#### Problem details
Tally the lines below that contain the word "with", then give the tally and nothing more.

#### Records supplied

use chrono::{DateTime, Utc};
use common::CourseStatus;
use serde::{Deserialize, Serialize};

use crate::entity::{institution_course, institution_material, institution_question, institution_video};
use crate::error::AppError;
use crate::models::shared::{validate_non_negative, validate_optional, validate_required};

pub const DEFAULT_MAX_STUDENTS: i32 = 100;

/// Enrollment settings of a course.
#[derive(Clone, Debug, PartialEq, Eq, Serialize, Deserialize, utoipa::ToSchema)]
#[serde(rename_all = "camelCase")]
pub struct CourseSettings {
    /// Whether students may enroll at all.
    #[schema(example = true)]
    pub allow_enrollment: bool,
    /// Whether enrollment needs staff approval.
    #[schema(example = false)]
    pub require_approval: bool,
    /// Capacity; `null` means unlimited.
    #[schema(example = 100)]
    pub max_students: Option<i32>,
}

impl Default for CourseSettings {
    fn default() -> Self {
        Self {
            allow_enrollment: true,
            require_approval: false,
            max_students: Some(DEFAULT_MAX_STUDENTS),
        }
    }
}

fn validate_settings(settings: Option<&CourseSettings>) -> Result<(), AppError> {
    if let Some(max) = settings.and_then(|s| s.max_students)
        && max < 1
    {
        return Err(AppError::Validation("maxStudents must be >= 1".into()));
    }
    Ok(())
}

/// Material (document) attached to a course.
#[derive(Clone, Debug, Deserialize, utoipa::ToSchema)]
#[serde(rename_all = "camelCase")]
pub struct MaterialRequest {
    #[schema(example = "Apostila de frações")]
    pub title: String,
    pub description: Option<String>,
    #[schema(example = "fracoes.pdf")]
    pub filename: String,
    /// Document kind, e.g. `pdf`.
    #[serde(rename = "type")]
    #[schema(example = "pdf")]
    pub material_type: String,
    /// Size in bytes.
    #[schema(example = 204800)]
    pub size: Option<i64>,
}

pub fn validate_material(payload: &MaterialRequest) -> Result<(), AppError> {
    validate_required(&payload.title, "Title", 256)?;
    validate_required(&payload.filename, "Filename", 512)?;
    validate_required(&payload.material_type, "Type", 64)?;
    validate_optional(payload.description.as_deref(), "Description", 2000)?;
    validate_non_negative(payload.size, "Size")
}

#[derive(Clone, Debug, Deserialize, utoipa::ToSchema)]
#[serde(rename_all = "camelCase")]
pub struct VideoRequest {
    #[schema(example = "Introdução às frações")]
    pub title: String,
    pub description: Option<String>,
    #[schema(example = "aula1.mp4")]
    pub filename: String,
    /// Duration in seconds.
    #[schema(example = 600)]
    pub duration: Option<i32>,
    pub thumbnail: Option<String>,
    pub url: Option<String>,
}

pub fn validate_video(payload: &VideoRequest) -> Result<(), AppError> {
    validate_required(&payload.title, "Title", 256)?;
    validate_required(&payload.filename, "Filename", 512)?;
    validate_optional(payload.description.as_deref(), "Description", 2000)?;
    validate_non_negative(payload.duration, "Duration")
}

/// Multiple-choice quiz item.
#[derive(Clone, Debug, Deserialize, utoipa::ToSchema)]
#[serde(rename_all = "camelCase")]
pub struct QuestionRequest {
    #[schema(example = "Quanto é 1/2 + 1/4?")]
    pub question: String,
    #[schema(example = json!(["3/4", "2/6", "1/8"]))]
    pub alternatives: Vec<String>,
    /// Zero-based index of the right alternative.
    #[schema(example = 0)]
    pub correct_answer: i32,
}

pub fn validate_question(payload: &QuestionRequest) -> Result<(), AppError> {
    validate_required(&payload.question, "Question", 2000)?;
    if payload.alternatives.len() < 2 {
        return Err(AppError::Validation(
            "A question needs at least 2 alternatives".into(),
        ));
    }
    if payload.alternatives.iter().any(|a| a.trim().is_empty()) {
        return Err(AppError::Validation(
            "Alternatives must not be empty".into(),
        ));
    }
    let in_range = usize::try_from(payload.correct_answer)
        .is_ok_and(|idx| idx < payload.alternatives.len());
    if !in_range {
        return Err(AppError::Validation(format!(
            "correctAnswer must be between 0 and {}",
            payload.alternatives.len() - 1
        )));
    }
    Ok(())
}

fn validate_content(
    materials: Option<&[MaterialRequest]>,
    videos: Option<&[VideoRequest]>,
    questions: Option<&[QuestionRequest]>,
) -> Result<(), AppError> {
    for m in materials.unwrap_or_default() {
        validate_material(m)?;
    }
    for v in videos.unwrap_or_default() {
        validate_video(v)?;
    }
    for q in questions.unwrap_or_default() {
        validate_question(q)?;
    }
    Ok(())
}

/// Request body for creating a course, optionally with its initial content.
#[derive(Deserialize, utoipa::ToSchema)]
#[serde(rename_all = "camelCase")]
pub struct CreateCourseRequest {
    /// Owning institution.
    #[schema(example = 1)]
    pub institution_id: i32,
    /// Course name (1-256 characters).
    #[schema(example = "Matemática Básica")]
    pub name: String,
    pub description: Option<String>,
    pub image: Option<String>,
    /// Defaults to `DRAFT`.
    pub status: Option<CourseStatus>,
    /// Defaults to enrollment allowed, no approval, 100 students.
    pub settings: Option<CourseSettings>,
    pub materials: Option<Vec<MaterialRequest>>,
    pub videos: Option<Vec<VideoRequest>>,
    pub questions: Option<Vec<QuestionRequest>>,
}

pub fn validate_create_course(payload: &CreateCourseRequest) -> Result<(), AppError> {
    validate_required(&payload.name, "Name", 256)?;
    validate_optional(payload.description.as_deref(), "Description", 2000)?;
    validate_settings(payload.settings.as_ref())?;
    validate_content(
        payload.materials.as_deref(),
        payload.videos.as_deref(),
        payload.questions.as_deref(),
    )
}

/// Request body for updating a course.
///
/// Scalar fields are replaced. Each content list replaces the existing items
/// when present (`[]` clears them) and is left untouched when omitted.
#[derive(Deserialize, utoipa::ToSchema)]
#[serde(rename_all = "camelCase")]
pub struct UpdateCourseRequest {
    #[schema(example = "Matemática Básica II")]
    pub name: String,
    pub description: Option<String>,
    pub image: Option<String>,
    /// Keeps the current status when omitted.
    pub status: Option<CourseStatus>,
    /// Keeps the current settings when omitted.
    pub settings: Option<CourseSettings>,
    pub materials: Option<Vec<MaterialRequest>>,
    pub videos: Option<Vec<VideoRequest>>,
    pub questions: Option<Vec<QuestionRequest>>,
}

pub fn validate_update_course(payload: &UpdateCourseRequest) -> Result<(), AppError> {
    validate_required(&payload.name, "Name", 256)?;
    validate_optional(payload.description.as_deref(), "Description", 2000)?;
    validate_settings(payload.settings.as_ref())?;
    validate_content(
        payload.materials.as_deref(),
        payload.videos.as_deref(),
        payload.questions.as_deref(),
    )
}

#[derive(Serialize, utoipa::ToSchema)]
#[serde(rename_all = "camelCase")]
pub struct MaterialResponse {
    pub id: i32,
    pub title: String,
    pub description: Option<String>,
    pub filename: String,
    #[serde(rename = "type")]
    pub material_type: String,
    pub size: Option<i64>,
    pub uploaded_at: DateTime<Utc>,
    pub updated_at: DateTime<Utc>,
}

impl From<institution_material::Model> for MaterialResponse {
    fn from(m: institution_material::Model) -> Self {
        Self {
            id: m.id,
            title: m.title,
            description: m.description,
            filename: m.filename,
            material_type: m.material_type,
            size: m.size,
            uploaded_at: m.uploaded_at,
            updated_at: m.updated_at,
        }
    }
}

#[derive(Serialize, utoipa::ToSchema)]
#[serde(rename_all = "camelCase")]
pub struct VideoResponse {
    pub id: i32,
    pub title: String,
    pub description: Option<String>,
    pub filename: String,
    pub duration: Option<i32>,
    pub thumbnail: Option<String>,
    pub url: Option<String>,
    pub uploaded_at: DateTime<Utc>,
    pub updated_at: DateTime<Utc>,
}

impl From<institution_video::Model> for VideoResponse {
    fn from(v: institution_video::Model) -> Self {
        Self {
            id: v.id,
            title: v.title,
            description: v.description,
            filename: v.filename,
            duration: v.duration,
            thumbnail: v.thumbnail,
            url: v.url,
            uploaded_at: v.uploaded_at,
            updated_at: v.updated_at,
        }
    }
}

#[derive(Serialize, utoipa::ToSchema)]
#[serde(rename_all = "camelCase")]
pub struct QuestionResponse {
    pub id: i32,
    pub question: String,
    pub alternatives: Vec<String>,
    pub correct_answer: i32,
    pub created_at: DateTime<Utc>,
    pub updated_at: DateTime<Utc>,
}

/// Encode alternatives for the `alternatives` text column.
pub fn encode_alternatives(alternatives: &[String]) -> Result<String, AppError> {
    serde_json::to_string(alternatives)
        .map_err(|e| AppError::Internal(format!("Failed to encode alternatives: {e}")))
}

impl From<institution_question::Model> for QuestionResponse {
    fn from(q: institution_question::Model) -> Self {
        let alternatives = serde_json::from_str(&q.alternatives).unwrap_or_else(|e| {
            tracing::warn!(question_id = q.id, "Unreadable alternatives column: {e}");
            Vec::new()
        });
        Self {
            id: q.id,
            question: q.question,
            alternatives,
            correct_answer: q.correct_answer,
            created_at: q.created_at,
            updated_at: q.updated_at,
        }
    }
}

/// Full course representation, including its content and enrolled students.
#[derive(Serialize, utoipa::ToSchema)]
#[serde(rename_all = "camelCase")]
pub struct CourseResponse {
    #[schema(example = 12)]
    pub id: i32,
    #[schema(example = 1)]
    pub institution_id: i32,
    #[schema(example = "Matemática Básica")]
    pub name: String,
    pub description: Option<String>,
    pub image: Option<String>,
    pub status: CourseStatus,
    pub settings: CourseSettings,
    pub materials: Vec<MaterialResponse>,
    pub videos: Vec<VideoResponse>,
    pub questions: Vec<QuestionResponse>,
    /// IDs of enrolled students.
    #[schema(example = json!([3, 8]))]
    pub students_enrolled: Vec<i32>,
    pub created_at: DateTime<Utc>,
    pub updated_at: DateTime<Utc>,
}

/// A course row together with its owned rows, as loaded by the course service.
pub struct CourseAggregate {
    pub course: institution_course::Model,
    pub materials: Vec<institution_material::Model>,
    pub videos: Vec<institution_video::Model>,
    pub questions: Vec<institution_question::Model>,
    pub student_ids: Vec<i32>,
}

impl From<CourseAggregate> for CourseResponse {
    fn from(agg: CourseAggregate) -> Self {
        let c = agg.course;
        Self {
            id: c.id,
            institution_id: c.institution_id,
            name: c.name,
            description: c.description,
            image: c.image,
            status: c.status,
            settings: CourseSettings {
                allow_enrollment: c.allow_enrollment,
                require_approval: c.require_approval,
                max_students: c.max_students,
            },
            materials: agg.materials.into_iter().map(Into::into).collect(),
            videos: agg.videos.into_iter().map(Into::into).collect(),
            questions: agg.questions.into_iter().map(Into::into).collect(),
            students_enrolled: agg.student_ids,
            created_at: c.created_at,
            updated_at: c.updated_at,
        }
    }
}

/// Enrolled student as listed for course staff.
#[derive(Serialize, utoipa::ToSchema)]
#[serde(rename_all = "camelCase")]
pub struct EnrolledStudent {
    pub user_id: i32,
    pub name: String,
    pub email: String,
    pub enrolled_at: DateTime<Utc>,
}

#### The completed task
2